## TASK DESCRIPTION
Scan the listing below for lines with the word "MalformedInput". Report how many there are, as a number alone.

══ THE INPUT ══

use super::{DecodeError, ScoringVersion, taxonomy};
use indexmap::IndexMap;

/// Ordered mapping from metric abbreviation to human-readable description,
/// preserving the order metrics appeared in the short code.
pub type DecodedVector = IndexMap<String, String>;

/// Decodes CVSS short codes for one scoring version.
///
/// The version is fixed at construction time and selects both the required
/// short-code prefix and the metric taxonomy used for lookups.
#[derive(Debug, Clone, Copy)]
pub struct Decoder {
    version: ScoringVersion,
}

impl Decoder {
    pub const fn new(version: ScoringVersion) -> Self {
        Self { version }
    }

    pub const fn version(&self) -> ScoringVersion {
        self.version
    }

    /// Decode a short code into an ordered metric → description mapping.
    ///
    /// The input must start with the bound version's exact prefix (for
    /// example `CVSS:3.1/`). The remainder is split on `/` into segments:
    /// segments without a `:` are silently skipped, and each remaining
    /// segment is split on its first `:` into a metric abbreviation and a
    /// value code, both trimmed of surrounding whitespace. Pairs found in
    /// the taxonomy resolve to the stored description; anything else yields
    /// an in-band `Unknown value '<value>' for metric '<metric>'` entry
    /// rather than an error, so short codes with forward-incompatible
    /// metrics still decode fully.
    ///
    /// A metric appearing in several segments produces a single entry: the
    /// last occurrence's description wins, while the entry keeps the
    /// position of the first occurrence.
    ///
    /// # Errors
    ///
    /// Returns [`DecodeError::MalformedInput`] if the input does not start
    /// with the version's prefix. No partial decoding is attempted.
    pub fn decode(&self, short_code: &str) -> Result<DecodedVector, DecodeError> {
        let rest = short_code.strip_prefix(self.version.prefix()).ok_or(DecodeError::MalformedInput {
            expected: self.version.prefix(),
        })?;

        let table = self.version.taxonomy();
        let mut details = DecodedVector::new();
        for segment in rest.split('/') {
            let Some((metric, value)) = segment.split_once(':') else {
                continue;
            };
            let metric = metric.trim();
            let value = value.trim();

            let description = taxonomy::lookup(table, metric, value).map_or_else(
                || format!("Unknown value '{value}' for metric '{metric}'"),
                ToString::to_string,
            );

            let _ = details.insert(metric.to_string(), description);
        }

        Ok(details)
    }
}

═══

## ANSWER SPACE
2